# WORK TO COMPLETE
Your answer must be every line below, repeated exactly.

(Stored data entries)
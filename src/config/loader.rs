//! Settings loading from disk.
//!
//! A base JSON file (`appsettings.json` by default) is merged with an
//! optional environment-specific override (`appsettings.<env>.json`) before
//! deserialization, so the override only needs the keys it changes.

use std::fs;
use std::path::{Path, PathBuf};

use serde_json::Value;

use crate::config::schema::Options;

/// Settings file looked up in the working directory when none is given.
pub const DEFAULT_SETTINGS_FILE: &str = "appsettings.json";

/// Environment variable naming the override file's environment.
pub const ENVIRONMENT_VAR: &str = "FTPSERVER_ENVIRONMENT";

/// Error type for settings loading.
#[derive(Debug)]
pub enum ConfigError {
    Io(PathBuf, std::io::Error),
    Parse(PathBuf, serde_json::Error),
    Schema(serde_json::Error),
}

impl std::fmt::Display for ConfigError {
    fn fmt(&self, f: &mut std::fmt::Formatter<'_>) -> std::fmt::Result {
        match self {
            ConfigError::Io(path, e) => write!(f, "cannot read settings file {}: {}", path.display(), e),
            ConfigError::Parse(path, e) => write!(f, "invalid JSON in {}: {}", path.display(), e),
            ConfigError::Schema(e) => write!(f, "invalid settings: {}", e),
        }
    }
}

impl std::error::Error for ConfigError {
    fn source(&self) -> Option<&(dyn std::error::Error + 'static)> {
        match self {
            ConfigError::Io(_, e) => Some(e),
            ConfigError::Parse(_, e) | ConfigError::Schema(e) => Some(e),
        }
    }
}

/// Load options from the settings file and its environment override.
///
/// An explicitly named file must exist; the default file is optional.
pub fn load_options(path: Option<&Path>, environment: Option<&str>) -> Result<Options, ConfigError> {
    let (base_path, required) = match path {
        Some(path) => (path.to_path_buf(), true),
        None => (PathBuf::from(DEFAULT_SETTINGS_FILE), false),
    };

    let mut merged = match read_json(&base_path)? {
        Some(value) => {
            tracing::debug!(path = %base_path.display(), "Settings file loaded");
            value
        }
        None if required => {
            return Err(ConfigError::Io(
                base_path,
                std::io::Error::new(std::io::ErrorKind::NotFound, "file not found"),
            ))
        }
        None => Value::Object(Default::default()),
    };

    if let Some(environment) = environment.filter(|env| !env.is_empty()) {
        let override_path = override_path(&base_path, environment);
        if let Some(overrides) = read_json(&override_path)? {
            tracing::debug!(path = %override_path.display(), "Settings override loaded");
            merge(&mut merged, overrides);
        }
    }

    serde_json::from_value(merged).map_err(ConfigError::Schema)
}

/// `dir/appsettings.json` + `Development` → `dir/appsettings.Development.json`.
pub fn override_path(base: &Path, environment: &str) -> PathBuf {
    let stem = base
        .file_stem()
        .map(|s| s.to_string_lossy().into_owned())
        .unwrap_or_else(|| "appsettings".to_string());
    base.with_file_name(format!("{}.{}.json", stem, environment))
}

fn read_json(path: &Path) -> Result<Option<Value>, ConfigError> {
    let content = match fs::read_to_string(path) {
        Ok(content) => content,
        Err(e) if e.kind() == std::io::ErrorKind::NotFound => return Ok(None),
        Err(e) => return Err(ConfigError::Io(path.to_path_buf(), e)),
    };
    serde_json::from_str(&content)
        .map(Some)
        .map_err(|e| ConfigError::Parse(path.to_path_buf(), e))
}

/// Deep-merge `overrides` into `base`; objects merge key by key, everything else is replaced.
pub fn merge(base: &mut Value, overrides: Value) {
    match (base, overrides) {
        (Value::Object(base), Value::Object(overrides)) => {
            for (key, value) in overrides {
                match base.get_mut(&key) {
                    Some(existing) => merge(existing, value),
                    None => {
                        base.insert(key, value);
                    }
                }
            }
        }
        (base, overrides) => *base = overrides,
    }
}

#[cfg(test)]
mod tests {
    use super::*;
    use crate::config::schema::BackendKind;
    use serde_json::json;

    #[test]
    fn merge_is_deep() {
        let mut base = json!({"server": {"port": 21, "address": "127.0.0.1"}, "backend": "unix"});
        merge(&mut base, json!({"server": {"port": 2121}}));
        assert_eq!(base, json!({"server": {"port": 2121, "address": "127.0.0.1"}, "backend": "unix"}));
    }

    #[test]
    fn override_file_name() {
        let path = override_path(Path::new("/etc/ftp/appsettings.json"), "Development");
        assert_eq!(path, PathBuf::from("/etc/ftp/appsettings.Development.json"));
    }

    #[test]
    fn loads_file_and_override() {
        let dir = tempfile::tempdir().unwrap();
        let base = dir.path().join("appsettings.json");
        fs::write(&base, r#"{"backend": "system-io", "server": {"port": 2121}}"#).unwrap();
        fs::write(
            dir.path().join("appsettings.Test.json"),
            r#"{"server": {"address": "0.0.0.0"}}"#,
        )
        .unwrap();

        let options = load_options(Some(&base), Some("Test")).unwrap();
        assert_eq!(options.backend, BackendKind::SystemIo);
        assert_eq!(options.server.port, Some(2121));
        assert_eq!(options.server.address.as_deref(), Some("0.0.0.0"));
    }

    #[test]
    fn explicit_missing_file_fails() {
        let err = load_options(Some(Path::new("/definitely/not/here.json")), None).unwrap_err();
        assert!(matches!(err, ConfigError::Io(..)));
    }

    #[test]
    fn bad_token_in_file_fails() {
        let dir = tempfile::tempdir().unwrap();
        let base = dir.path().join("appsettings.json");
        fs::write(&base, r#"{"authentication": ["bogus"]}"#).unwrap();
        assert!(matches!(load_options(Some(&base), None), Err(ConfigError::Schema(_))));
    }
}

# ANSWER
filename src/config/loader.rs
//! Settings loading from disk.
//!
//! A base JSON file (`appsettings.json` by default) is merged with an
//! optional environment-specific override (`appsettings.<env>.json`) before
//! deserialization, so the override only needs the keys it changes.

use std::fs;
use std::path::{Path, PathBuf};

use serde_json::Value;

use crate::config::schema::Options;

/// Settings file looked up in the working directory when none is given.
pub const DEFAULT_SETTINGS_FILE: &str = "appsettings.json";

/// Environment variable naming the override file's environment.
pub const ENVIRONMENT_VAR: &str = "FTPSERVER_ENVIRONMENT";

/// Error type for settings loading.
#[derive(Debug)]
pub enum ConfigError {
    Io(PathBuf, std::io::Error),
    Parse(PathBuf, serde_json::Error),
    Schema(serde_json::Error),
}

impl std::fmt::Display for ConfigError {
    fn fmt(&self, f: &mut std::fmt::Formatter<'_>) -> std::fmt::Result {
        match self {
            ConfigError::Io(path, e) => write!(f, "cannot read settings file {}: {}", path.display(), e),
            ConfigError::Parse(path, e) => write!(f, "invalid JSON in {}: {}", path.display(), e),
            ConfigError::Schema(e) => write!(f, "invalid settings: {}", e),
        }
    }
}

impl std::error::Error for ConfigError {
    fn source(&self) -> Option<&(dyn std::error::Error + 'static)> {
        match self {
            ConfigError::Io(_, e) => Some(e),
            ConfigError::Parse(_, e) | ConfigError::Schema(e) => Some(e),
        }
    }
}

/// Load options from the settings file and its environment override.
///
/// An explicitly named file must exist; the default file is optional.
pub fn load_options(path: Option<&Path>, environment: Option<&str>) -> Result<Options, ConfigError> {
    let (base_path, required) = match path {
        Some(path) => (path.to_path_buf(), true),
        None => (PathBuf::from(DEFAULT_SETTINGS_FILE), false),
    };

    let mut merged = match read_json(&base_path)? {
        Some(value) => {
            tracing::debug!(path = %base_path.display(), "Settings file loaded");
            value
        }
        None if required => {
            return Err(ConfigError::Io(
                base_path,
                std::io::Error::new(std::io::ErrorKind::NotFound, "file not found"),
            ))
        }
        None => Value::Object(Default::default()),
    };

    if let Some(environment) = environment.filter(|env| !env.is_empty()) {
        let override_path = override_path(&base_path, environment);
        if let Some(overrides) = read_json(&override_path)? {
            tracing::debug!(path = %override_path.display(), "Settings override loaded");
            merge(&mut merged, overrides);
        }
    }

    serde_json::from_value(merged).map_err(ConfigError::Schema)
}

/// `dir/appsettings.json` + `Development` → `dir/appsettings.Development.json`.
pub fn override_path(base: &Path, environment: &str) -> PathBuf {
    let stem = base
        .file_stem()
        .map(|s| s.to_string_lossy().into_owned())
        .unwrap_or_else(|| "appsettings".to_string());
    base.with_file_name(format!("{}.{}.json", stem, environment))
}

fn read_json(path: &Path) -> Result<Option<Value>, ConfigError> {
    let content = match fs::read_to_string(path) {
        Ok(content) => content,
        Err(e) if e.kind() == std::io::ErrorKind::NotFound => return Ok(None),
        Err(e) => return Err(ConfigError::Io(path.to_path_buf(), e)),
    };
    serde_json::from_str(&content)
        .map(Some)
        .map_err(|e| ConfigError::Parse(path.to_path_buf(), e))
}

/// Deep-merge `overrides` into `base`; objects merge key by key, everything else is replaced.
pub fn merge(base: &mut Value, overrides: Value) {
    match (base, overrides) {
        (Value::Object(base), Value::Object(overrides)) => {
            for (key, value) in overrides {
                match base.get_mut(&key) {
                    Some(existing) => merge(existing, value),
                    None => {
                        base.insert(key, value);
                    }
                }
            }
        }
        (base, overrides) => *base = overrides,
    }
}

#[cfg(test)]
mod tests {
    use super::*;
    use crate::config::schema::BackendKind;
    use serde_json::json;

    #[test]
    fn merge_is_deep() {
        let mut base = json!({"server": {"port": 21, "address": "127.0.0.1"}, "backend": "unix"});
        merge(&mut base, json!({"server": {"port": 2121}}));
        assert_eq!(base, json!({"server": {"port": 2121, "address": "127.0.0.1"}, "backend": "unix"}));
    }

    #[test]
    fn override_file_name() {
        let path = override_path(Path::new("/etc/ftp/appsettings.json"), "Development");
        assert_eq!(path, PathBuf::from("/etc/ftp/appsettings.Development.json"));
    }

    #[test]
    fn loads_file_and_override() {
        let dir = tempfile::tempdir().unwrap();
        let base = dir.path().join("appsettings.json");
        fs::write(&base, r#"{"backend": "system-io", "server": {"port": 2121}}"#).unwrap();
        fs::write(
            dir.path().join("appsettings.Test.json"),
            r#"{"server": {"address": "0.0.0.0"}}"#,
        )
        .unwrap();

        let options = load_options(Some(&base), Some("Test")).unwrap();
        assert_eq!(options.backend, BackendKind::SystemIo);
        assert_eq!(options.server.port, Some(2121));
        assert_eq!(options.server.address.as_deref(), Some("0.0.0.0"));
    }

    #[test]
    fn explicit_missing_file_fails() {
        let err = load_options(Some(Path::new("/definitely/not/here.json")), None).unwrap_err();
        assert!(matches!(err, ConfigError::Io(..)));
    }

    #[test]
    fn bad_token_in_file_fails() {
        let dir = tempfile::tempdir().unwrap();
        let base = dir.path().join("appsettings.json");
        fs::write(&base, r#"{"authentication": ["bogus"]}"#).unwrap();
        assert!(matches!(load_options(Some(&base), None), Err(ConfigError::Schema(_))));
    }
}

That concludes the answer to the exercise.